Define constraints based on the given type.

*Constraint, Type=type, Name=name
  ...
Keyword line

  • Type=type: Specifies the type of constraint. Options include RigidLink, BeamLink, MPC, NodeToSurface, etc.

    • Support: Fixed boundary condition (always zero displacement).
    • RigidLink: Constrains corresponding DOFs between two nodes.
    • BeamLink: Constrains DOFs considering rotation between two nodes.
    • NodeToSurface: Constrains nodes, nsets, or surface nodes to another surface.
    • MPC: User-defined linear multi-point constraint.
    • Embedded: Embeds nodes in the host elements.
    • Spring: Connects nodes with springs or dampers.
    • EarthSpring: Connects nodes with ground springs or dampers.
    • SpringBoundary: Applies springs/dampers to a surface or line (beam or truss elements).
    • ViscousBoundary: Models a viscous boundary.
    • AcousticImpedance: Models an impedance boundary for acoustic elements.
    • AcousticSolidLink: Models a linkage between acoustic and solid elements.

  • Name=name: Unique name of the constraint.

*Constraint, Type=Support

Defines fixed boundary conditions (zero displacement).

*Constraint, Type=Support, Name=name
  targetNode, dof, CS=orientation
  targetNGroup, dof, CS=orientation
  ...
First data line and subsequent data lines
  • targetNode: Node for support boundary condition (required).
  • targetNGroup: Node group for support boundary condition(required). The targetNGroup can be specified as an nset, a surface, or a node number pattern (start:end:spacing, with spacing=1 being optional). If a surface is specified, it refers to all nodes that belong to that surface.
  • dof: The DOF to constrain. Can be X, Y, Z, RX, RY, RZ, or combinations like X|Y (required).
  • CS=orientation: Coordinate system in which the support condition is applied. Specify the name defined via *CoordinateSystem, TYPE=Orientation. If omitted, the global coordinate system (GCS) is used. (optional)

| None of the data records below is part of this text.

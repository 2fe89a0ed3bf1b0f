//! Automation jobs spawned from playbook tasks

use chrono::{DateTime, Utc};
use serde::{Deserialize, Serialize};
use serde_json::Value;
use uuid::Uuid;

use crate::ticket::TicketId;

/// Unique job identifier
#[derive(Debug, Clone, Copy, PartialEq, Eq, PartialOrd, Ord, Hash, Serialize, Deserialize)]
pub struct JobId(pub Uuid);

impl JobId {
    /// Generate new job ID
    #[inline]
    #[must_use]
    pub fn new() -> Self {
        Self(Uuid::new_v4())
    }
}

impl Default for JobId {
    fn default() -> Self {
        Self::new()
    }
}

impl std::fmt::Display for JobId {
    fn fmt(&self, f: &mut std::fmt::Formatter<'_>) -> std::fmt::Result {
        write!(f, "{}", self.0)
    }
}

/// Task that spawned a job
#[derive(Debug, Clone, PartialEq, Eq, Hash, Serialize, Deserialize)]
pub struct Origin {
    pub ticket_id: TicketId,
    pub playbook_id: String,
    pub task_id: String,
}

/// Job as requested by the workflow engine
#[derive(Debug, Clone, PartialEq, Serialize, Deserialize)]
pub struct JobForm {
    /// Automation to run
    pub automation: String,
    /// Input handed to the automation
    #[serde(default)]
    pub payload: Value,
    /// Task the job reports back to
    #[serde(default, skip_serializing_if = "Option::is_none")]
    pub origin: Option<Origin>,
}

/// Queued job
#[derive(Debug, Clone, PartialEq, Serialize, Deserialize)]
pub struct Job {
    pub id: JobId,
    pub automation: String,
    #[serde(default)]
    pub payload: Value,
    #[serde(default, skip_serializing_if = "Option::is_none")]
    pub origin: Option<Origin>,
    pub created: DateTime<Utc>,
}

impl Job {
    /// Materialize a requested job
    #[must_use]
    pub fn from_form(form: JobForm) -> Self {
        Self {
            id: JobId::new(),
            automation: form.automation,
            payload: form.payload,
            origin: form.origin,
            created: Utc::now(),
        }
    }
}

The first entry in the data line searches for possible targets in the order of nset, surface, node number pattern, or node number. Note that predefined nset or surface names may consist of numbers, so caution is required.

If the same DOF is specified multiple times, only one constraint is applied without error.

A local coordinate system can be specified to define inclined boundary conditions. Internally, this is handled by imposing a multi-point constraint (MPC). Output results are provided in the GCS by default. If results are needed in the local coordinate system, this must be explicitly specified in the *Print or *History commands. The *Output command does not support specifying a local coordinate system, but hfVisualizer allows postprocessing and conversion of results into a local coordinate system.

Example
*Constraint, Type=Support, Name=initialBC
 1, X|Y
 all, Z|RX|RY      # all is NSET
 topTopSurface, Z  # topTopSurface is Surface
 201:207:3, Y      # 201:207:3 is a pattern with 201, 204, 207

*Constraint, Type=Support, Name=C
 101, X
 101, X   # OK, but neglected

*CoordinateSystem, TYPE=Orientation, Name=inc
 1,1,0, 0,1,0

*Constraint, Type=Support, Name=initialBC
 1, X|Y
 5, X, CS=inc

Constrains corresponding DOFs between two nodes.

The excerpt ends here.